(Records from a collection)
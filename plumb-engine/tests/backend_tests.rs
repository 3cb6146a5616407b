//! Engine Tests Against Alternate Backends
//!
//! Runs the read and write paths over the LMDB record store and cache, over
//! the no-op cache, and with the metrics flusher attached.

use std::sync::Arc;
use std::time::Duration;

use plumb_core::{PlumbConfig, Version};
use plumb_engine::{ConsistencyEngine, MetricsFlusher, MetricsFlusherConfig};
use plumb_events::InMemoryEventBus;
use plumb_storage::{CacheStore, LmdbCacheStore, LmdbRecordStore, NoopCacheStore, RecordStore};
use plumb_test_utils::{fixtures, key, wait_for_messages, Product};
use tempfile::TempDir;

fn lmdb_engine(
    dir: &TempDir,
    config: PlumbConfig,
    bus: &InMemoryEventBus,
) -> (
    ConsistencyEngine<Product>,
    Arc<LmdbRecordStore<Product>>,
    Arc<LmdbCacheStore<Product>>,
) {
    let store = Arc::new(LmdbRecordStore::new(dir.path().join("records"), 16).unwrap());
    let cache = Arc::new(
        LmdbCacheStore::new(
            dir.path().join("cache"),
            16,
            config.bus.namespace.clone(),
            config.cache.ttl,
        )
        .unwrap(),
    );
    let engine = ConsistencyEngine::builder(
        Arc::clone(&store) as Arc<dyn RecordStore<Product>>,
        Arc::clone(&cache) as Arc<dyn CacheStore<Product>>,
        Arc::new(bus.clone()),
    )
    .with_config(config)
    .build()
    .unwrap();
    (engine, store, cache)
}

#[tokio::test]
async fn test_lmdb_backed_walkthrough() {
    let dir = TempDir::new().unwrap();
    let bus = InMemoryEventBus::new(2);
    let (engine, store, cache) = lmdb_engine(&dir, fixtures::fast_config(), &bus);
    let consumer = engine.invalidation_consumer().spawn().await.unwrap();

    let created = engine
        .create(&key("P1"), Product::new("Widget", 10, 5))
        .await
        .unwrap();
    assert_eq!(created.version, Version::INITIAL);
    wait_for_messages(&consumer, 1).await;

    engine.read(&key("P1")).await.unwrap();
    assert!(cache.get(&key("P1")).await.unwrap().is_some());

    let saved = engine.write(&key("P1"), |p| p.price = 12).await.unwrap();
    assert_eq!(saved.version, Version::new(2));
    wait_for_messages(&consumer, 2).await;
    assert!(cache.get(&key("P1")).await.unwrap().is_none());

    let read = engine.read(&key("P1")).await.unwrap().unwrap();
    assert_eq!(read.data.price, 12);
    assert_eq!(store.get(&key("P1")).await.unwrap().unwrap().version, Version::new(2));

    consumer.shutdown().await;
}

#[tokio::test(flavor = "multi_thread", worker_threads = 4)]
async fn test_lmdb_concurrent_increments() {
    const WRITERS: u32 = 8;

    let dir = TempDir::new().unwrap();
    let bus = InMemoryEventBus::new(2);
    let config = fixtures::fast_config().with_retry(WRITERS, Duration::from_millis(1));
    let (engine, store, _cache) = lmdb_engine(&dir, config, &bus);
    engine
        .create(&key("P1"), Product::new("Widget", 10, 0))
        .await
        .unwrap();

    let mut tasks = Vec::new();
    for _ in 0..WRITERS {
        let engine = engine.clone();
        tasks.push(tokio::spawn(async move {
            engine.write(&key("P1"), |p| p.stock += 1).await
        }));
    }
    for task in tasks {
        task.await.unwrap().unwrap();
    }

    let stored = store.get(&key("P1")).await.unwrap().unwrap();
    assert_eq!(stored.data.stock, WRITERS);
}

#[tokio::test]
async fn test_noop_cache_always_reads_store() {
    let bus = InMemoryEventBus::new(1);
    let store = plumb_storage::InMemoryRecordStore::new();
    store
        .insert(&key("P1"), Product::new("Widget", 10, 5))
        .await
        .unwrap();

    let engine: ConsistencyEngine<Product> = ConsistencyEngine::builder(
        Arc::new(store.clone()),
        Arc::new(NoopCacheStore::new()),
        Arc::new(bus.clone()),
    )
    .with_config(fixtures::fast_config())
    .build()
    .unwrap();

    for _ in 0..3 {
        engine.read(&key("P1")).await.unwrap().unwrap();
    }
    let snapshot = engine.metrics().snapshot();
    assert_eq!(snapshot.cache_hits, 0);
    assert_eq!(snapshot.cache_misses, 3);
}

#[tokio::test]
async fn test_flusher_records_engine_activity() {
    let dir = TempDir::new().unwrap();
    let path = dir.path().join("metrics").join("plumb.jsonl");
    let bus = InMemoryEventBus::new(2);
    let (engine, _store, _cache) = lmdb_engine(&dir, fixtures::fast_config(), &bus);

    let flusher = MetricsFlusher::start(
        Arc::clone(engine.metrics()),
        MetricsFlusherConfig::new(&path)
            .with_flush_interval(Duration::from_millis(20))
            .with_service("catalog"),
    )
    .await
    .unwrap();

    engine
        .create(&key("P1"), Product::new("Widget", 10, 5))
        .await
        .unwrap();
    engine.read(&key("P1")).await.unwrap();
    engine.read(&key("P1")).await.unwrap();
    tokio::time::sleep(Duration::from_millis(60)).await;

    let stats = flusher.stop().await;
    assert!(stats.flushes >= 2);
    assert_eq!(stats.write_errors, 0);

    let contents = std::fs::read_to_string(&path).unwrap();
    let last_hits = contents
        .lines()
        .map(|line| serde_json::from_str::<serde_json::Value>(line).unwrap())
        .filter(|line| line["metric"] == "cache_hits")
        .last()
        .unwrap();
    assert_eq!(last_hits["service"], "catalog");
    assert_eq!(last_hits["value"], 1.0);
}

> **ACTIVITY**: Could you copy exactly the lines from the one containing "let stats = flusher.stop().await;" through the end of the records above, and nothing more?

> **SOLUTION TO THE PROBLEM**:
    let stats = flusher.stop().await;
    assert!(stats.flushes >= 2);
    assert_eq!(stats.write_errors, 0);

    let contents = std::fs::read_to_string(&path).unwrap();
    let last_hits = contents
        .lines()
        .map(|line| serde_json::from_str::<serde_json::Value>(line).unwrap())
        .filter(|line| line["metric"] == "cache_hits")
        .last()
        .unwrap();
    assert_eq!(last_hits["service"], "catalog");
    assert_eq!(last_hits["value"], 1.0);
}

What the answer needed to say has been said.